8:35 a.m. I scramble out the door so I can board a No. 2 or 3 train from 135th Street—should have left five minutes ago. I lent the Razor that usually scoots me to and from the subway to a friend over the weekend, and my feet will not be able to make up for its missing speed.

9:05 a.m. Yikes, I really miss Scoot! I arrive minutes late to a discussion about possible fund-raising ideas for my dance class’s Senior Production, in May. The show is eight months away, but because we produce every element of it from scratch, from choreography and dancing to finances and marketing, we have a Senior Production course that meets one morning a week all year long.

10:40 a.m. The 25-minute break between Senior Production class and ballet class never seems long enough to go to the locker room, pin up my hair, and warm up properly, but we’ll be sweating from our barre exercises in seconds anyway.
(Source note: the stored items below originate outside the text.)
/*! Tiers

A main tier is a speaker utterance (`*CHI:`, `*MOT:`, ...) with the dependent tiers
(`%pho:`, `%com:`, ...) that follow it.

- [MainTier] accumulates and parses the lines of a tier,
- [SubTier] holds one dependent tier,
- the extraction methods of [MainTier] find annotated words and phonetic
  transcriptions and reconcile them, producing a [ReconciliationStatus].
!*/
mod extraction;
mod main_tier;
mod status;
mod sub_tier;

use std::fmt;

pub use main_tier::{LineOutcome, MainTier, ParseState, TierState};
pub use status::{PlaceholderChange, ReconciliationStatus};
pub use sub_tier::SubTier;

/// Non-fatal issue recorded on a tier during extraction.
#[derive(Debug, Clone, PartialEq, Eq)]
pub enum TierError {
    /// A (collapsed) content line that does not follow the annotation grammar.
    ContentMismatch { line: String },
    /// The speaker marker is present but no word was attributed to the speaker.
    NoWordsForSpeaker { code: String },
    MalformedTranscription { token: String },
    MultiplePhoSubTiers { count: usize },
}

impl fmt::Display for TierError {
    fn fmt(&self, f: &mut fmt::Formatter<'_>) -> fmt::Result {
        match self {
            TierError::ContentMismatch { line } => {
                write!(f, "content does not match the annotation pattern: {:?}", line)
            }
            TierError::NoWordsForSpeaker { code } => write!(
                f,
                "{} marker present but no words were attributed to {}",
                code, code
            ),
            TierError::MalformedTranscription { token } => {
                write!(f, "malformed transcription: {:?}", token)
            }
            TierError::MultiplePhoSubTiers { count } => {
                write!(f, "{} pho subtiers found, expected at most one", count)
            }
        }
    }
}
12:15 p.m. Even though our first rehearsal for New Dances does not begin until 4 this afternoon, my class’s choreographer, Jarek Cemerek, jumps in to teach modern because our usual Horton teacher is absent. We’re psyched to break the ice early with this warm-eyed man from the Czech Republic.

1:40 p.m. Our choreographer-turned-teacher pauses before demonstrating another organic passage of rolls across the floor to ask when class ends, and my classmates and I are sad to have to tell him “now.” But we cannot give up our lunch break, no matter how much we are loving his sensitive and sweeping lesson.
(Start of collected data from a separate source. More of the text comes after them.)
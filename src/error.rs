//! Error enum
use std::fmt;
use std::path::PathBuf;

#[derive(Debug)]
pub enum Error {
    Io(std::io::Error),
    Custom(String),
    Serde(serde_json::Error),
    Glob(glob::GlobError),
    GlobPattern(glob::PatternError),
    Csv(csv::Error),
    Zip(zip::result::ZipError),
    Regex(regex::Error),

    /// A line that cannot belong to the tier currently being accumulated.
    UnexpectedLine { line_no: usize, line: String },
    /// A main tier or sub-tier line without the tab separating label and contents.
    MissingTab { line_no: usize, line: String },
    /// A continuation line of a main tier that carries its own label.
    LabelInContinuation { line_no: usize, line: String },
    /// An operation was invoked on a tier in the wrong state (parsing twice, etc.).
    Precondition(String),
    InvalidSpeakerCode(String),
    NotAnOpf(PathBuf),
    /// Wraps a fatal error with the path of the file being processed.
    InFile { path: PathBuf, source: Box<Error> },
}

impl Error {
    /// attach `path` to the error, unless it already carries one.
    pub fn in_file(self, path: PathBuf) -> Self {
        match self {
            e @ Error::InFile { .. } => e,
            e => Error::InFile {
                path,
                source: Box::new(e),
            },
        }
    }
}

impl fmt::Display for Error {
    fn fmt(&self, f: &mut fmt::Formatter<'_>) -> fmt::Result {
        match self {
            Error::Io(e) => write!(f, "io error: {}", e),
            Error::Custom(s) => write!(f, "{}", s),
            Error::Serde(e) => write!(f, "serialization error: {}", e),
            Error::Glob(e) => write!(f, "glob error: {}", e),
            Error::GlobPattern(e) => write!(f, "invalid glob pattern: {}", e),
            Error::Csv(e) => write!(f, "csv error: {}", e),
            Error::Zip(e) => write!(f, "zip error: {}", e),
            Error::Regex(e) => write!(f, "regex error: {}", e),
            Error::UnexpectedLine { line_no, line } => {
                write!(f, "unexpected line within a tier (line {}): {:?}", line_no, line)
            }
            Error::MissingTab { line_no, line } => {
                write!(f, "no tab after the label (line {}): {:?}", line_no, line)
            }
            Error::LabelInContinuation { line_no, line } => write!(
                f,
                "continuation line carries a label (line {}): {:?}",
                line_no, line
            ),
            Error::Precondition(s) => write!(f, "precondition violated: {}", s),
            Error::InvalidSpeakerCode(code) => write!(f, "invalid speaker code: {:?}", code),
            Error::NotAnOpf(path) => write!(f, "{:?} does not contain \"db\". Not an OPF file?", path),
            Error::InFile { path, source } => write!(f, "{}: {}", path.display(), source),
        }
    }
}

impl std::error::Error for Error {
    fn source(&self) -> Option<&(dyn std::error::Error + 'static)> {
        match self {
            Error::Io(e) => Some(e),
            Error::Serde(e) => Some(e),
            Error::Glob(e) => Some(e),
            Error::GlobPattern(e) => Some(e),
            Error::Csv(e) => Some(e),
            Error::Zip(e) => Some(e),
            Error::Regex(e) => Some(e),
            Error::InFile { source, .. } => Some(source.as_ref()),
            _ => None,
        }
    }
}

impl From<std::io::Error> for Error {
    fn from(e: std::io::Error) -> Error {
        Error::Io(e)
    }
}

impl From<glob::GlobError> for Error {
    fn from(e: glob::GlobError) -> Error {
        Error::Glob(e)
    }
}

impl From<glob::PatternError> for Error {
    fn from(e: glob::PatternError) -> Error {
        Error::GlobPattern(e)
    }
}

impl From<csv::Error> for Error {
    fn from(e: csv::Error) -> Error {
        Error::Csv(e)
    }
}

impl From<zip::result::ZipError> for Error {
    fn from(e: zip::result::ZipError) -> Error {
        Error::Zip(e)
    }
}

impl From<regex::Error> for Error {
    fn from(e: regex::Error) -> Error {
        Error::Regex(e)
    }
}

impl From<String> for Error {
    fn from(s: String) -> Error {
        Error::Custom(s)
    }
}

impl From<serde_json::Error> for Error {
    fn from(e: serde_json::Error) -> Error {
        Error::Serde(e)
    }
}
3:46 p.m. My Classical Duets elective also ends before I realize how much time has passed. Somehow the insanely slow partnering, which basically requires the man to hold the woman in the air nonstop for 10 minutes, sped by. Huge effort seems to make for lighthearted fun?
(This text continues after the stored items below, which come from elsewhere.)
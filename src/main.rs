//! # chapho
//!
//! Adds and maintains `%pho:` sub-tiers in CHAT transcripts.
//!
//! ```sh
//! chapho
//! CHAT transcript %pho tooling.
//!
//! USAGE:
//!     chapho <SUBCOMMAND>
//!
//! FLAGS:
//!     -h, --help       Prints help information
//!     -V, --version    Prints version information
//!
//! SUBCOMMANDS:
//!     check        Check that transcripts round-trip unchanged
//!     help         Prints this message or the help of the given subcommand(s)
//!     opf-table    Export the db table of an OPF file as csv
//!     pho          Add/update %pho sub-tiers
//! ```
//!
//! Logging is configured through `RUST_LOG` (e.g. `RUST_LOG=chapho=info`).
use structopt::StructOpt;

use chapho::error::Error;
use chapho::grammar::SpeakerSet;
use chapho::opf::{DbTable, OpfFile};
use chapho::processing::{self, CheckOutcome, OutputMode, PhoConfig, ReportFormat};

#[macro_use]
extern crate log;

mod cli;

fn pho(p: cli::Pho) -> Result<(), Error> {
    let mut speakers = SpeakerSet::new(p.speakers);
    for code in &p.extra_speakers {
        speakers = speakers.with_code(code)?;
    }

    let output = match (p.dst, p.in_place) {
        (Some(dst), _) => OutputMode::Dir(dst),
        (None, true) => OutputMode::InPlace,
        (None, false) => {
            info!("no destination given, dry run");
            OutputMode::DryRun
        }
    };

    let mut config = PhoConfig::new(&p.speaker, speakers, output)?;
    if let Some(report) = p.report {
        let format = if p.json {
            ReportFormat::JsonLines
        } else {
            ReportFormat::Csv
        };
        config = config.with_report(report, format);
    }

    let paths = processing::discover(&p.src)?;
    let batch = processing::batch::run(&paths, &config)?;
    println!(
        "{} files, {} modified, {} failed",
        batch.nb_files, batch.nb_changed, batch.nb_failed
    );
    Ok(())
}

fn check(c: cli::Check) -> Result<(), Error> {
    let paths = processing::discover(&c.src)?;
    let mut nb_failed = 0;
    for (path, outcome) in processing::batch::check_roundtrip(&paths) {
        match outcome {
            CheckOutcome::Identical => debug!("{:?}: ok", path),
            CheckOutcome::Differs => {
                nb_failed += 1;
                error!("{:?} does not round-trip", path);
            }
            CheckOutcome::Failed(e) => {
                nb_failed += 1;
                error!("{}", e);
            }
        }
    }

    if nb_failed > 0 {
        Err(Error::Custom(format!(
            "{} of {} files failed the check: see previous messages.",
            nb_failed,
            paths.len()
        )))
    } else {
        println!("{} files ok", paths.len());
        Ok(())
    }
}

fn main() -> Result<(), Error> {
    env_logger::init();

    let opt = cli::Chapho::from_args();
    debug!("cli args\n{:#?}", opt);

    match opt {
        cli::Chapho::Pho(p) => pho(p)?,
        cli::Chapho::Check(c) => check(c)?,
        cli::Chapho::OpfTable(o) => {
            let opf = OpfFile::load(&o.src)?;
            let table = DbTable::parse(opf.db()).map_err(|e| e.in_file(o.src.clone()))?;
            info!(
                "{:?}: {} fields, {} rows",
                o.src,
                table.field_names().len(),
                table.rows().len()
            );
            table.write_csv(&o.dst)?;
        }
    };
    Ok(())
}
5:36 p.m. After about an hour and half of learning one after the next jet-paced phrases in rehearsal for New Dances, Jarek gives us a water break. Since he started getting to know us this morning, he’s been diving in to choreographic material that already feels remarkably and exhaustingly “full-out.” 

7 p.m. In the same minute that our three-hour New Dances rehearsal ends, rehearsal begins for an independent project conceived by my classmate Garth Johnson. A cast of seven dancers from different years will perform his piece in the Student Choreography Workshop the day after tomorrow. He finished it last week, but we are running it and cleaning it in the evenings that remain before the show.

7:30 p.m. I skitter down the hallway to a new studio for another student’s Choreography Workshop rehearsal. I had to miss the beginning because it overlapped with my last rehearsal and scheduling is always crazy around show week (when isn’t it?!), but he only has a little bit of his piece left to finish and is generously understanding of my delay.

9 p.m. After stretching for 20 minutes so that I’m not overwhelmingly sore from this first day of New Dances rehearsal when I wake up tomorrow, I head to my locker to pick up my scooter (it’s back!) for the ride home, where my sister and her boyfriend are putting pizzas in the oven for dinner.

12:48 a.m. Several slices, e-mails, and drafts later, I am ready to send a version of this article off to The Journal and climb into bed. Looking forward to rehearsals—and cereals—tomorrow!